Shake It Off–or Not? What To Do About Criticism

Reed Hastings, co-founder, and executive chairman of Netflix
Reed Hastings, co-founder, and executive chairman of Netflix (Image courtesy: CEOWORLD magazine/FILE PHOTO.)

Everyone’s a critic. 

Whether you’re a CEO, an author, a performer, or a professor, people will review your work. And whether you’re a revered CEO, Stephen King, or Taylor Swift, criticism can sting. 

“I’ve had every part of my life dissected — my choices, my actions, my words, my body, my style, my music,” Swift told Rolling Stone. “When you live your life under that kind of scrutiny, you can either let it break you, or you can get really good at dodging punches. And when one lands, you know how to deal with it. And I guess the way that I deal with it is to shake it off.” 
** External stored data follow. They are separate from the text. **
use chrono::{DateTime, Utc};
use sea_orm::entity::prelude::*;
use sea_orm::{DeriveActiveEnum, EnumIter};
use serde::{Deserialize, Serialize};
use utoipa::ToSchema;

#[derive(
    Debug, Clone, Copy, Serialize, Deserialize, PartialEq, Eq, ToSchema, DeriveActiveEnum, EnumIter,
)]
#[sea_orm(rs_type = "String", db_type = "Enum", enum_name = "user_role")]
#[serde(rename_all = "snake_case")]
pub enum UserRole {
    #[sea_orm(string_value = "reader")]
    Reader,
    #[sea_orm(string_value = "author")]
    Author,
    #[sea_orm(string_value = "admin")]
    Admin,
}

impl std::fmt::Display for UserRole {
    fn fmt(&self, f: &mut std::fmt::Formatter<'_>) -> std::fmt::Result {
        match self {
            UserRole::Reader => write!(f, "reader"),
            UserRole::Author => write!(f, "author"),
            UserRole::Admin => write!(f, "admin"),
        }
    }
}

#[derive(Clone, Debug, PartialEq, DeriveEntityModel, Eq)]
#[sea_orm(table_name = "user_profiles")]
pub struct Model {
    #[sea_orm(primary_key)]
    pub id: i64,
    pub user_id: i64,
    pub user_name: String,
    pub pen_name: Option<String>,
    pub email: String,
    pub role: UserRole,
    pub approved: bool,
    pub ip: Option<String>,
    pub created_at: Option<DateTime<Utc>>,
    pub updated_at: Option<DateTime<Utc>>,
}

#[derive(Copy, Clone, Debug, EnumIter, DeriveRelation)]
pub enum Relation {}

impl ActiveModelBehavior for ActiveModel {}
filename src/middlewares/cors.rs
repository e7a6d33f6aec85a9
use actix_cors::Cors;

pub fn create_cors() -> Cors {
    Cors::default()
        .allowed_origin_fn(|_, _req_head| {
            // 在生产环境中应该限制允许的域名
            true
        })
        .allowed_methods(vec!["GET", "POST", "PUT", "DELETE", "OPTIONS"])
        // 本地开发放宽，防止前端自定义 Header 导致预检失败
        .allow_any_header()
        .supports_credentials()
        .max_age(3600)
}
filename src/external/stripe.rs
use crate::config::StripeConfig;
use crate::error::{AppError, AppResult};
use serde::{Deserialize, Serialize};
use std::collections::HashMap;
use std::time::Duration;
use stripe::{
    Client, CreatePaymentIntent, Currency, PaymentIntent, PaymentIntentId, UpdatePaymentIntent,
};
use utoipa::ToSchema;

/// 调用支付网关的超时上限，避免长尾请求占住 worker。
const PROVIDER_TIMEOUT: Duration = Duration::from_secs(15);

/// Payment methods offered at checkout. `card` charges in USD, the two
/// Chinese wallet methods charge in CNY.
#[derive(Debug, Clone, Copy, Serialize, Deserialize, PartialEq, Eq, ToSchema)]
#[serde(rename_all = "snake_case")]
pub enum PaymentMethod {
    Card,
    Alipay,
    WechatPay,
}

impl PaymentMethod {
    pub fn as_str(&self) -> &'static str {
        match self {
            PaymentMethod::Card => "card",
            PaymentMethod::Alipay => "alipay",
            PaymentMethod::WechatPay => "wechat_pay",
        }
    }

    pub fn currency(&self) -> Currency {
        match self {
            PaymentMethod::Card => Currency::USD,
            _ => Currency::CNY,
        }
    }
}

impl std::fmt::Display for PaymentMethod {
    fn fmt(&self, f: &mut std::fmt::Formatter<'_>) -> std::fmt::Result {
        f.write_str(self.as_str())
    }
}

/// Extract the payment intent id from a client secret of the form
/// `pi_xxx_secret_yyy`. Anything that does not look like an intent
/// reference is rejected before we ever talk to the provider.
pub fn intent_id_from_client_secret(client_secret: &str) -> AppResult<PaymentIntentId> {
    let intent_part = client_secret
        .split("_secret_")
        .next()
        .unwrap_or_default();
    if !intent_part.starts_with("pi_") {
        return Err(AppError::InvalidPaymentReference(format!(
            "client secret does not carry an intent id: {client_secret:.16}"
        )));
    }
    intent_part.parse::<PaymentIntentId>().map_err(|e| {
        AppError::InvalidPaymentReference(format!("unparseable intent id {intent_part}: {e}"))
    })
}

#[derive(Clone)]
pub struct StripeService {
    client: Client,
}

impl StripeService {
    pub fn new(config: StripeConfig) -> Self {
        Self {
            client: Client::new(config.secret_key),
        }
    }

    async fn with_timeout<F, T>(fut: F) -> AppResult<T>
    where
        F: std::future::Future<Output = Result<T, stripe::StripeError>>,
    {
        match tokio::time::timeout(PROVIDER_TIMEOUT, fut).await {
            Ok(Ok(value)) => Ok(value),
            Ok(Err(e)) => Err(AppError::StripeError(e)),
            Err(_) => Err(AppError::PaymentError(
                "payment provider call timed out".to_string(),
            )),
        }
    }

    pub async fn create_payment_intent(
        &self,
        amount: i64,
        method: PaymentMethod,
        metadata: HashMap<String, String>,
        description: Option<&str>,
    ) -> AppResult<PaymentIntent> {
        let mut params = CreatePaymentIntent::new(amount, method.currency());
        params.payment_method_types = Some(vec![method.as_str().to_string()]);
        params.metadata = Some(metadata);
        params.description = description;

        Self::with_timeout(PaymentIntent::create(&self.client, params)).await
    }

    /// Re-point an existing intent at a new amount/currency/method, so a
    /// buyer who switches payment method before paying keeps one intent.
    pub async fn update_payment_intent(
        &self,
        intent_id: &PaymentIntentId,
        amount: i64,
        method: PaymentMethod,
        metadata: HashMap<String, String>,
    ) -> AppResult<PaymentIntent> {
        let mut params = UpdatePaymentIntent::new();
        params.amount = Some(amount);
        params.currency = Some(method.currency());
        params.payment_method_types = Some(vec![method.as_str().to_string()]);
        params.metadata = Some(metadata);

        Self::with_timeout(PaymentIntent::update(&self.client, intent_id, params)).await
    }

    pub async fn retrieve_payment_intent(
        &self,
        intent_id: &PaymentIntentId,
    ) -> AppResult<PaymentIntent> {
        Self::with_timeout(PaymentIntent::retrieve(&self.client, intent_id, &[])).await
    }
}

#[cfg(test)]
mod tests {
    use super::*;

    #[test]
    fn test_intent_id_from_client_secret() {
        let id = intent_id_from_client_secret("pi_3ABC123_secret_xyz").unwrap();
        assert_eq!(id.as_str(), "pi_3ABC123");
    }

    #[test]
    fn test_client_secret_without_intent_prefix() {
        assert!(intent_id_from_client_secret("seti_123_secret_xyz").is_err());
        assert!(intent_id_from_client_secret("").is_err());
        assert!(intent_id_from_client_secret("_secret_only").is_err());
    }

    #[test]
    fn test_payment_method_currency() {
        assert_eq!(PaymentMethod::Card.currency(), Currency::USD);
        assert_eq!(PaymentMethod::Alipay.currency(), Currency::CNY);
        assert_eq!(PaymentMethod::WechatPay.currency(), Currency::CNY);
    }
}
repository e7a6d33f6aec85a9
use chrono::{DateTime, Utc};
use sea_orm::entity::prelude::*;

#[derive(Clone, Debug, PartialEq, DeriveEntityModel, Eq)]
#[sea_orm(table_name = "contact_forms")]
pub struct Model {
    #[sea_orm(primary_key)]
    pub id: i64,
    pub title: String,
    pub content: String,
    pub email: String,
    pub created_at: Option<DateTime<Utc>>,
}

#[derive(Copy, Clone, Debug, EnumIter, DeriveRelation)]
pub enum Relation {}

impl ActiveModelBehavior for ActiveModel {}
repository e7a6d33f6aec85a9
use sea_orm::entity::prelude::*;

#[derive(Clone, Debug, PartialEq, DeriveEntityModel, Eq)]
#[sea_orm(table_name = "novel_tags")]
pub struct Model {
    #[sea_orm(primary_key)]
    pub id: i64,
    pub novel_id: i64,
    pub tag_id: i64,
}

#[derive(Copy, Clone, Debug, EnumIter, DeriveRelation)]
pub enum Relation {}

impl ActiveModelBehavior for ActiveModel {}
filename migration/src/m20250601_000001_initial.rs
use sea_orm_migration::prelude::extension::postgres::Type;
use sea_orm_migration::prelude::*;

#[derive(DeriveIden)]
enum Users {
    Table,
    Id,
    Email,
    PasswordHash,
    CreatedAt,
    UpdatedAt,
}

#[derive(DeriveIden)]
enum UserProfiles {
    Table,
    Id,
    UserId,
    UserName,
    PenName,
    Email,
    Role,
    Approved,
    Ip,
    CreatedAt,
    UpdatedAt,
}

#[derive(DeriveIden)]
enum Categories {
    Table,
    Id,
    Name,
}

#[derive(DeriveIden)]
enum Tags {
    Table,
    Id,
    Name,
    UserId,
}

#[derive(DeriveIden)]
enum Novels {
    Table,
    Id,
    UserId,
    CategoryId,
    Title,
    Description,
    Status,
    IsFree,
    IsShort,
    Published,
    CoverUrl,
    QuotationChapterId,
    CreatedAt,
    UpdatedAt,
}

#[derive(DeriveIden)]
enum NovelTags {
    Table,
    Id,
    NovelId,
    TagId,
}

#[derive(DeriveIden)]
enum Chapters {
    Table,
    Id,
    NovelId,
    Title,
    Content,
    IsFree,
    Published,
    ChapterOrder,
    Quotation,
    CreatedAt,
    UpdatedAt,
}

#[derive(DeriveIden)]
enum ChapterComments {
    Table,
    Id,
    ChapterId,
    UserId,
    ParentId,
    Content,
    CreatedAt,
    UpdatedAt,
}

#[derive(DeriveIden)]
enum MembershipPlans {
    Table,
    Id,
    Name,
    Description,
    Price,
    PriceCn,
    Duration,
    Features,
    CreatedAt,
    UpdatedAt,
}

#[derive(DeriveIden)]
enum UserMemberships {
    Table,
    Id,
    UserId,
    PlanId,
    Status,
    StartDate,
    EndDate,
    StripeClientSecret,
    CreatedAt,
    UpdatedAt,
}

#[derive(DeriveIden)]
enum Gifts {
    Table,
    Id,
    Name,
    GiftType,
    Price,
    PriceCn,
    IconUrl,
    CreatedAt,
    UpdatedAt,
}

#[derive(DeriveIden)]
enum ChapterGifts {
    Table,
    Id,
    UserId,
    NovelId,
    ChapterId,
    GiftId,
    PaymentStatus,
    PaymentMethod,
    StripeClientSecret,
    PaidAt,
    CreatedAt,
    UpdatedAt,
}

#[derive(DeriveIden)]
enum ReadingRecords {
    Table,
    Id,
    UserId,
    NovelId,
    Month,
    ReadingTime,
    CreatedAt,
    UpdatedAt,
}

#[derive(DeriveIden)]
enum ContactForms {
    Table,
    Id,
    Title,
    Content,
    Email,
    CreatedAt,
}

#[derive(DeriveMigrationName)]
pub struct Migration;

fn ts_col(name: impl IntoIden) -> ColumnDef {
    let mut col = ColumnDef::new(name);
    col.timestamp_with_time_zone()
        .default(Expr::cust("NOW()"))
        .null();
    col
}
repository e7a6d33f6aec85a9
use chrono::{DateTime, Utc};
use sea_orm::entity::prelude::*;

#[derive(Clone, Debug, PartialEq, DeriveEntityModel, Eq)]
#[sea_orm(table_name = "chapter_comments")]
pub struct Model {
    #[sea_orm(primary_key)]
    pub id: i64,
    pub chapter_id: i64,
    pub user_id: i64,
    pub parent_id: Option<i64>,
    pub content: String,
    pub created_at: Option<DateTime<Utc>>,
    pub updated_at: Option<DateTime<Utc>>,
}

#[derive(Copy, Clone, Debug, EnumIter, DeriveRelation)]
pub enum Relation {}

impl ActiveModelBehavior for ActiveModel {}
Sometimes we receive unsolicited feedback or are sitting ducks on various media and sellers’ sites. While it takes courage for a leader to request feedback and then dissect it for how to improve one’s performance, data shows an exceptionally strong correlation between asking for feedback and the overall effectiveness of leaders, according to Joseph Folkman, psychometrician.

Sourcing Data. Speaking of data, one way to handle criticism is to obtain more data and seek out additional sources. Leona Tan, an experienced business consultant in Australia, advises to obtain more data–request constructive feedback from a trusted group in the industry to assess the credibility of the original critique as well as to discuss ways to improve.

How should you act on criticism–constructive, negative but based on actual performance, or mean-spirited? 

“Beware of those who offer ‘brutal honesty.’ First off, it’s an opinion they’re sharing; it has nothing to do with honesty. And second, they are choosing to be hurtful with their opinion, which is not necessary. Brutality masks any learning that might have taken place.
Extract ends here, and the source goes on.